Legions 3D

problem is its like binary for your eyes

left eye receives frame..right eye nothing

right eye receives frame..left eye nothing

so basically u have constant blinking at a speed u cant see

bad juju
 

anak

VIP
It's one of those things that sounds cool but would see absolutely no second helpings. Trust me.
 

mausgang

Puzzlemaster
The point of the thread is to have 3D technology apply to the game, which would allow rockets to fly out of the screen at your face. If we could see legions in 4D, then we could see all the jet-lines for the entire game and all the jetlines that would be. Computers aren't THAT good at predicting the future, yet. :p
 

Astrum

Super Special R&D
The point of the thread is to have 3D technology apply to the game, which would allow rockets to fly out of the screen at your face. If we could see legions in 4D, then we could see all the jet-lines for the entire game and all the jetlines that would be. Computers aren't THAT good at predicting the future, yet. :p

Actually we don't see the world in 3D anyway, we see it in 2D with parallax (or if you want to get mathematical you can check out projective geometry which is how all rendering libraries work). If we were to see in 3D we would see all points as they actually are, not projected onto our retina to form two 2D images where we can gauge distance (with plenty of limitations). For instance if you're looking at a sphere each eye will see a disc and combined with a little hard wired trigonometry we can estimate the distance. If we viewed the world in 3D we would see the entirety of the sphere as a sphere, not as a disc. To see in 3D we would actually have to be bumped up another dimension (see Flatland).

Now your 4D example is actually off. You're treating time as a spatial dimension which it is not (see relativity). If time were a spatial dimension, then you'd see the entirety of the map from the beginning to the end. Of course it would be choppy and discrete since the game is updated at a specific tick rate.
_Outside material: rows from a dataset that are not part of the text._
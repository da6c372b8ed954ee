//! Time-bounded cache of parsed upstream responses.
//!
//! Keyed by request path plus canonicalised query. An entry is fresh while
//! `now - fetched_at < ttl`; a TTL of zero therefore never hits. Stale
//! entries are dropped on the read that finds them.

use std::{
  collections::HashMap,
  fmt,
  sync::{Mutex, MutexGuard, PoisonError},
  time::Duration,
};

use chrono::{DateTime, TimeDelta, Utc};
use serde_json::Value;

use crate::clock::Clock;

// ─── Key ─────────────────────────────────────────────────────────────────────

#[derive(Debug, Clone, PartialEq, Eq, Hash)]
pub struct CacheKey {
  path:  String,
  query: Vec<(String, String)>,
}

impl CacheKey {
  /// Query pairs are sorted so that parameter order does not split the cache.
  pub fn new(path: impl Into<String>, query: &[(String, String)]) -> Self {
    let mut query = query.to_vec();
    query.sort();
    Self { path: path.into(), query }
  }
}

impl fmt::Display for CacheKey {
  fn fmt(&self, f: &mut fmt::Formatter<'_>) -> fmt::Result {
    f.write_str(&self.path)?;
    for (i, (k, v)) in self.query.iter().enumerate() {
      write!(f, "{}{k}={v}", if i == 0 { '?' } else { '&' })?;
    }
    Ok(())
  }
}

// ─── Cache ───────────────────────────────────────────────────────────────────

#[derive(Debug)]
struct Entry {
  payload:    Value,
  fetched_at: DateTime<Utc>,
}

#[derive(Debug)]
pub struct ResponseCache<C> {
  ttl:     TimeDelta,
  clock:   C,
  entries: Mutex<HashMap<CacheKey, Entry>>,
}

impl<C: Clock> ResponseCache<C> {
  pub fn new(ttl: Duration, clock: C) -> Self {
    Self {
      ttl: TimeDelta::from_std(ttl).unwrap_or(TimeDelta::MAX),
      clock,
      entries: Mutex::new(HashMap::new()),
    }
  }

  fn entries(&self) -> MutexGuard<'_, HashMap<CacheKey, Entry>> {
    self.entries.lock().unwrap_or_else(PoisonError::into_inner)
  }

  /// The cached payload for `key` if one is present and still fresh.
  pub fn get(&self, key: &CacheKey) -> Option<Value> {
    let now = self.clock.now();
    let mut entries = self.entries();
    match entries.get(key) {
      Some(entry) if now - entry.fetched_at < self.ttl => Some(entry.payload.clone()),
      Some(_) => {
        entries.remove(key);
        None
      }
      None => None,
    }
  }

  /// Store `payload` under `key`, replacing any previous entry.
  pub fn put(&self, key: CacheKey, payload: Value) {
    let fetched_at = self.clock.now();
    self.entries().insert(key, Entry { payload, fetched_at });
  }

  /// Drop one entry. Returns whether it was present.
  pub fn evict(&self, key: &CacheKey) -> bool { self.entries().remove(key).is_some() }

  /// Drop every entry. Returns how many there were.
  pub fn clear(&self) -> usize {
    let mut entries = self.entries();
    let n = entries.len();
    entries.clear();
    n
  }

  pub fn len(&self) -> usize { self.entries().len() }

  pub fn is_empty(&self) -> bool { self.len() == 0 }
}

#[cfg(test)]
mod tests {
  use chrono::TimeZone;
  use serde_json::json;

  use super::*;
  use crate::clock::ManualClock;

  fn clock() -> ManualClock { ManualClock::new(Utc.with_ymd_and_hms(2024, 1, 1, 0, 0, 0).unwrap()) }

  fn key(path: &str) -> CacheKey { CacheKey::new(path, &[]) }

  #[test]
  fn query_order_does_not_matter() {
    let a = CacheKey::new("/v5/launches", &[("b".into(), "2".into()), ("a".into(), "1".into())]);
    let b = CacheKey::new("/v5/launches", &[("a".into(), "1".into()), ("b".into(), "2".into())]);
    assert_eq!(a, b);
    assert_eq!(a.to_string(), "/v5/launches?a=1&b=2");
    assert_eq!(key("/v4/rockets").to_string(), "/v4/rockets");
  }

  #[test]
  fn values_containing_separators_stay_distinct() {
    let one = CacheKey::new("/v5/launches", &[("a".into(), "1&b=2".into())]);
    let two = CacheKey::new("/v5/launches", &[("a".into(), "1".into()), ("b".into(), "2".into())]);
    assert_ne!(one, two);

    let cache = ResponseCache::new(Duration::from_secs(60), clock());
    cache.put(one.clone(), json!("one"));
    assert_eq!(cache.get(&two), None);
    assert_eq!(cache.get(&one), Some(json!("one")));
  }

  #[test]
  fn entry_expires_exactly_at_ttl() {
    let clock = clock();
    let cache = ResponseCache::new(Duration::from_secs(60), clock.clone());
    cache.put(key("/v4/rockets"), json!([1]));

    clock.advance(Duration::from_secs(59));
    assert_eq!(cache.get(&key("/v4/rockets")), Some(json!([1])));

    clock.advance(Duration::from_secs(1));
    assert_eq!(cache.get(&key("/v4/rockets")), None);
    assert!(cache.is_empty(), "stale entry is dropped on read");
  }

  #[test]
  fn zero_ttl_never_hits() {
    let cache = ResponseCache::new(Duration::ZERO, clock());
    cache.put(key("/v4/rockets"), json!([]));
    assert_eq!(cache.get(&key("/v4/rockets")), None);
  }

  #[test]
  fn evict_and_clear() {
    let cache = ResponseCache::new(Duration::from_secs(60), clock());
    cache.put(key("/a"), json!(1));
    cache.put(key("/b"), json!(2));
    cache.put(key("/c"), json!(3));

    assert!(cache.evict(&key("/a")));
    assert!(!cache.evict(&key("/a")));
    assert_eq!(cache.clear(), 2);
    assert!(cache.is_empty());
  }
}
So it would look like frames of a video, only you'd see all frames at once.

Also, I will never wear goggles to view a parallaxed image, I will wait for autostereoscopic monitors to become cheaply available along with the rendering technology to take advantage of it.
 

stefygraff

Private Tester
Ahh... 3D idea, think about your health: you already stay lots of hours at the P.C., torturing your eyes, add some 3d eyeglasses and the result wont be too pleasant. Lots of people get tired when i watch a 3D movie at the cinema, think about it!
 

Astrum

Super Special R&D
How exactly is linking to a video showing the construction of a Klein bottle from a fundamental polygon immersed in E^3 and cutting it to obtain a Möbius strip proof that you "already know what it [4th dimension] is"? E^4 (which is where the Klein bottle exists without self-intersection) is four spatial dimensions. I was referring to Minkowski space which has three spatial dimensions and one temporal dimension which forms a 4D manifold.
 
The largest problem with adopting 3D technology as a whole is its health effects. While there are the obvious health implications - an increased chance of seizing, for example - the less obvious problem is more dangerous, namely, that 3D vision interferes with the development of stereoscopic vision in children. These children remain at risk until around the age of seven - expecting children to avoid television until then (or, at least, 3D TVs) is a risky assumption to make. Moreover, uneducated parents who are unaware of this danger may allow their children to watch their 3D television sets for hours at end, increasing the chances of strabismus (lazy-eye) in these children.

Here are a few articles that are more in-depth:
http://www.audioholics.com/news/editorials/warning-3d-video-hazardous-to-your-health/
http://newsblogs.chicagotribune.com...g-alerts-children-teens-of-3d-tv-dangers.html

Slashdot link:
http://hardware.slashdot.org/story/10/06/26/2059205/3D-Displays-May-Be-Hazardous-To-Young-Children

Edit: Of course, this is only referring to the technology as a whole; implementing it in this game likely wouldn't be much of a problem.

And of course, this stuff will be cancerous.